Once outside, I breathe deeply of the crisp air. It is cool today, but there is no snow. The landscape is white and undisturbed, nothing but rolling hills of fresh snow covering the scrubby trees that struggle toward the sunlight. I should be pleased that I have had a memory of Stay-see. I am pleased, but I am also worried at how quickly it disappeared from my mind again. Even now, I try to recall what it was, but my mind is blank. What if I do not remember it ever again?

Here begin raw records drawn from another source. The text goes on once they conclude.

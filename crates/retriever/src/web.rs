//! A [`ContentRetriever`] over one configured document source.

use crate::extract::{extract_blocks, split_sentences};
use crate::fetch::DocumentFetcher;
use crate::scoring::SentenceScorer;
use crate::topics::topic_for_query;
use async_trait::async_trait;
use driversfriend_config::SourceConfig;
use driversfriend_core::error::RetrievalError;
use driversfriend_core::retrieval::{ContentRetriever, PassageBundle, RetrievedPassage};
use driversfriend_core::text::truncate_with_ellipsis;
use std::collections::BTreeMap;
use std::sync::Arc;
use tracing::{debug, info};

/// Supporting blocks appended after the direct answer.
const MAX_SUPPORTING_BLOCKS: usize = 3;

pub struct WebRetriever {
    name: String,
    base_url: String,
    topic_paths: BTreeMap<String, String>,
    fallback_path: String,
    confidence: f32,
    max_summary_chars: usize,
    fetcher: Arc<dyn DocumentFetcher>,
}

impl WebRetriever {
    /// Build a retriever for the source at `position` in the configured order.
    pub fn from_config(
        source: &SourceConfig,
        position: usize,
        max_summary_chars: usize,
        fetcher: Arc<dyn DocumentFetcher>,
    ) -> Self {
        Self {
            name: source.name.clone(),
            base_url: source.base_url.trim_end_matches('/').to_string(),
            topic_paths: source.topic_paths.clone(),
            fallback_path: source.fallback_path.clone(),
            confidence: source.effective_confidence(position),
            max_summary_chars,
            fetcher,
        }
    }

    pub fn confidence(&self) -> f32 {
        self.confidence
    }

    /// Document URL for a topic key.
    pub fn url_for(&self, topic: &str) -> String {
        let path = self
            .topic_paths
            .get(topic)
            .unwrap_or(&self.fallback_path);
        if path.starts_with('/') {
            format!("{}{path}", self.base_url)
        } else {
            format!("{}/{path}", self.base_url)
        }
    }

    /// Turn fetched markup into a bundle, or `None` when nothing relevant
    /// was found.
    fn build_bundle(
        &self,
        html: &str,
        query: &str,
        topic: &str,
        url: &str,
    ) -> Result<Option<PassageBundle>, RetrievalError> {
        let blocks = extract_blocks(html)?;
        let scorer = SentenceScorer::new(query, topic);

        let mut best: Option<(f32, String)> = None;
        let mut scored_blocks: Vec<(f32, usize)> = Vec::with_capacity(blocks.len());
        for (idx, block) in blocks.iter().enumerate() {
            let mut block_score = 0.0;
            for sentence in split_sentences(block) {
                let score = scorer.score(&sentence);
                if score > 0.0 {
                    block_score += score;
                }
                if score > 0.0 && best.as_ref().is_none_or(|(top, _)| score > *top) {
                    best = Some((score, sentence));
                }
            }
            scored_blocks.push((block_score, idx));
        }

        let Some((relevance_score, direct_answer)) = best else {
            debug!(source = %self.name, topic, "No sentence matched the query");
            return Ok(None);
        };

        // Highest scoring first; ties keep document order.
        scored_blocks.sort_by(|a, b| b.0.total_cmp(&a.0).then(a.1.cmp(&b.1)));
        let supporting: Vec<&String> = scored_blocks
            .iter()
            .filter(|(score, _)| *score > 0.0)
            .take(MAX_SUPPORTING_BLOCKS)
            .map(|(_, idx)| &blocks[*idx])
            .collect();

        let joined = supporting
            .iter()
            .map(|b| without_sentence(b, &direct_answer))
            .filter(|b| !b.is_empty())
            .collect::<Vec<_>>()
            .join("\n\n");
        let summary = truncate_with_ellipsis(
            &format!("{direct_answer}\n\n{joined}"),
            self.max_summary_chars,
        );

        let passages = supporting
            .into_iter()
            .map(|text| RetrievedPassage {
                text: text.clone(),
                source_name: self.name.clone(),
                url: url.to_string(),
                topic: topic.to_string(),
            })
            .collect();

        Ok(Some(PassageBundle {
            direct_answer,
            summary,
            passages,
            source_name: self.name.clone(),
            url: url.to_string(),
            topic: topic.to_string(),
            relevance_score,
            confidence: self.confidence,
        }))
    }
}

/// The block with every occurrence of `sentence` removed, so the summary
/// does not repeat the direct answer.
fn without_sentence(block: &str, sentence: &str) -> String {
    split_sentences(block)
        .into_iter()
        .filter(|s| s != sentence)
        .collect::<Vec<_>>()
        .join(" ")
}

#[async_trait]
impl ContentRetriever for WebRetriever {
    fn name(&self) -> &str {
        &self.name
    }

    async fn retrieve(
        &self,
        query: &str,
        _language: &str,
    ) -> Result<Option<PassageBundle>, RetrievalError> {
        let topic = topic_for_query(query);
        let url = self.url_for(topic);
        let html = self.fetcher.fetch(&url).await?;
        let bundle = self.build_bundle(&html, query, topic, &url)?;
        if let Some(b) = &bundle {
            info!(
                source = %self.name,
                topic,
                relevance = b.relevance_score,
                passages = b.passages.len(),
                "Extracted direct answer"
            );
        }
        Ok(bundle)
    }
}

Worse…what if I continue to forget things? What if the memories that Stay-see is telling me about do not stick? What if I do not remember this day, either? What if my mind is permanently like a woven container with a hole at the bottom? The thought makes me sick at heart. Stay-see deserves a mate with a whole mind, not one with a leaky basket.

Troubled, I jog out to the distant trees. I will get Stay-see a new not-potato, and she will make me more tasty treats and smile and tell me stories. I will not think about my mind or baskets. Not today. I am going to enjoy today.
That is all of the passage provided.